Atomically Dispersed Fe‐Mo Catalysts Mediate Fenton‐Like Reaction to Efficiently Degrade Chlorophenol Pollutants Through Synergistic Oxidation and Dechlorination Reactions 

Abstract Chlorophenols are difficult to degrade and mineralize by traditional advanced oxidation processes due to the strong electronegativity of chlorine. Here, a dual‐site atomically dispersed catalyst (FeMoNC) is reported, which Fe/Mo supported on mesoporous nitrogen‐doped carbon is prepared through high‐temperature migration. The FeMoNC exhibits a high dechlorination rate of 93.3% within 1 min. Theoretical calculation suggested that the doping of high‐valence Mo 6+ as the electron reservoir, promoted electronic delocalization at Fe sites, thereby enhancing the adsorption and dissociation of peroxymonosulfate (PMS), subsequent generation of Fe (IV) = O and singlet oxygen ( 1 O 2 ) species.

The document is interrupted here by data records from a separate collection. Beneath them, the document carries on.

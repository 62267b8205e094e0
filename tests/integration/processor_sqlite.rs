#![allow(missing_docs)]

use std::path::PathBuf;

use aqlbridge::{
    query::{
        ast::{
            CompareOp, ContainmentNode, ContainsClause, FieldRef, OrderAttribute, ParsedQuery,
            SelectField, SortDirection, Table, TopAttributes, WhereExpr,
        },
        QueryOutput, QueryProcessor, Value,
    },
    NodeId, ProcessorConfig, SqliteStore,
};
use tempfile::TempDir;

const ENCOUNTER: &str = "openEHR-EHR-COMPOSITION.encounter.v1";
const BLOOD_PRESSURE: &str = "openEHR-EHR-OBSERVATION.blood_pressure.v1";

fn init_tracing() {
    use tracing_subscriber::EnvFilter;
    let _ = tracing_subscriber::fmt()
        .with_env_filter(EnvFilter::from_default_env())
        .with_writer(std::io::stderr)
        .with_ansi(false)
        .try_init();
}

fn seeded_repo(name: &str) -> (TempDir, PathBuf, SqliteStore) {
    init_tracing();
    let dir = TempDir::new().expect("tempdir");
    let path = dir.path().join(format!("{name}.db"));
    let store = SqliteStore::open(&path).expect("open repository");
    store.seed_demo().expect("seed demo data");
    (dir, path, store)
}

fn hypertension_query() -> ParsedQuery {
    let systolic = FieldRef::path("o", "/data/systolic");
    ParsedQuery {
        select: vec![
            SelectField {
                alias: "uid".into(),
                field: FieldRef::CompositionUid,
            },
            SelectField {
                alias: "subject".into(),
                field: FieldRef::column(Table::Ehr, "subject_id"),
            },
            SelectField {
                alias: "systolic".into(),
                field: systolic.clone(),
            },
        ],
        contains: Some(ContainsClause {
            chain: vec![
                ContainmentNode {
                    archetype_id: ENCOUNTER.into(),
                    variable: Some("c".into()),
                },
                ContainmentNode {
                    archetype_id: BLOOD_PRESSURE.into(),
                    variable: Some("o".into()),
                },
            ],
        }),
        predicate: Some(WhereExpr::Compare {
            field: systolic,
            op: CompareOp::Gt,
            value: Value::Int(140),
        }),
        order_by: vec![OrderAttribute {
            alias: "systolic".into(),
            direction: SortDirection::Desc,
        }],
        top: Some(TopAttributes { window: Some(10) }),
    }
}

#[test]
fn containment_query_reads_each_template_layout() {
    let (_dir, _path, store) = seeded_repo("hypertension");
    let processor = QueryProcessor::sqlite(store);
    let output = processor
        .execute(&hypertension_query(), &NodeId::default())
        .expect("execute");
    let rows = output.rows().expect("rows");
    assert_eq!(rows.len(), 2);
    assert_eq!(rows[0]["systolic"], Value::Int(165));
    assert_eq!(rows[0]["uid"], Value::from("comp-3::local.ehrserver::1"));
    assert_eq!(rows[0]["subject"], Value::from("patient-ada"));
    assert_eq!(rows[1]["systolic"], Value::Int(150));
    assert_eq!(rows[1]["uid"], Value::from("comp-1::local.ehrserver::1"));
}

#[test]
fn window_applies_to_the_union_not_each_branch() {
    let (_dir, _path, store) = seeded_repo("window");
    let mut query = hypertension_query();
    query.predicate = None;
    query.top = Some(TopAttributes { window: Some(3) });
    let output = QueryProcessor::sqlite(store)
        .execute(&query, &NodeId::new("node-b"))
        .expect("execute");
    let systolic: Vec<_> = output
        .rows()
        .expect("rows")
        .iter()
        .map(|row| row["systolic"].clone())
        .collect();
    assert_eq!(
        systolic,
        vec![Value::Int(165), Value::Int(150), Value::Int(132)]
    );
    assert!(output.rows().expect("rows")[0]["uid"]
        .as_str()
        .is_some_and(|uid| uid.contains("::node-b::")));
}

#[test]
fn explain_renders_one_unioned_statement() {
    let (_dir, _path, store) = seeded_repo("explain");
    let processor = QueryProcessor::sqlite(store).with_config(ProcessorConfig {
        explain_formatted: false,
        explain_by_default: true,
    });
    let output = processor
        .execute(&hypertension_query(), &NodeId::default())
        .expect("explain");
    let trace = output.explain().expect("trace");
    assert_eq!(trace.len(), 1);
    let entry = &trace.entries()[0];
    assert_eq!(entry.sql.matches(" union ").count(), 1);
    assert_eq!(entry.sql.matches("order by").count(), 1);
    assert!(entry.sql.ends_with("order by \"systolic\" desc limit ?"));
    assert_eq!(entry.params.iter().filter(|p| p.as_str() == "140").count(), 2);
    assert!(entry.params.iter().any(|p| p == "vital_signs.v1"));
    assert!(entry.params.iter().any(|p| p == "gp_encounter.v2"));
    assert!(entry
        .params
        .iter()
        .any(|p| p == "$.\"content\".\"items[bp]\".\"data\".\"systolic\""));
    assert_eq!(entry.params.last().map(String::as_str), Some("10"));
}

#[test]
fn unmatched_containment_returns_nothing() {
    let (_dir, _path, store) = seeded_repo("unmatched");
    let mut query = hypertension_query();
    query.contains = Some(ContainsClause {
        chain: vec![ContainmentNode {
            archetype_id: "openEHR-EHR-OBSERVATION.pulse.v1".into(),
            variable: Some("o".into()),
        }],
    });
    let processor = QueryProcessor::sqlite(store);
    let output = processor
        .execute(&query, &NodeId::default())
        .expect("execute");
    assert_eq!(output, QueryOutput::Rows(Vec::new()));
    let explained = processor
        .execute_with(&query, &NodeId::default(), true)
        .expect("explain");
    assert!(explained.is_empty());
}

#[test]
fn static_query_reads_headers_directly() {
    let (_dir, _path, store) = seeded_repo("static");
    let query = ParsedQuery {
        select: vec![SelectField {
            alias: "subject".into(),
            field: FieldRef::column(Table::Ehr, "subject_id"),
        }],
        order_by: vec![OrderAttribute {
            alias: "subject".into(),
            direction: SortDirection::Desc,
        }],
        top: Some(TopAttributes { window: Some(1) }),
        ..ParsedQuery::default()
    };
    let output = QueryProcessor::sqlite(store)
        .execute(&query, &NodeId::default())
        .expect("execute");
    let rows = output.rows().expect("rows");
    assert_eq!(rows.len(), 1);
    assert_eq!(rows[0]["subject"], Value::from("patient-alan"));
}

#[test]
fn repository_survives_reopen() {
    let (_dir, path, store) = seeded_repo("reopen");
    drop(store);
    let store = SqliteStore::open(&path).expect("reopen");
    let output = QueryProcessor::sqlite(store)
        .execute(&hypertension_query(), &NodeId::default())
        .expect("execute");
    assert_eq!(output.rows().map(<[_]>::len), Some(2));
}

#[test]
fn unknown_column_is_an_execution_error() {
    let (_dir, _path, store) = seeded_repo("bad_column");
    let mut query = hypertension_query();
    query.select[1].field = FieldRef::column(Table::Ehr, "no_such_column");
    let err = QueryProcessor::sqlite(store)
        .execute(&query, &NodeId::default())
        .expect_err("rejected");
    assert_eq!(err.code(), "ExecutionError");
}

An interesting finding is that Mo sites can adsorb chlorine sites in 4‐chlorophenol (4‐CP) and induce C─Cl bond fracture. Thus, the FeMoNC/PMS system has high catalytic performance due to the synergistic effects of Mo‐induced dechlorination and non‐radical species (Fe(IV) = O and 1 O 2 ) as the degradation pathways, the degradation efficiency of 99.1% of 4‐CP within 5 min without significant performance decline after 168 h ≈15,120‐bed volumes. These findings can advance mechanistic understanding of PMS activation at the molecular level and guide the rational design of efficient eco‐friendly single‐atom catalysts (SACs) catalysts with bimetallic atomic sites.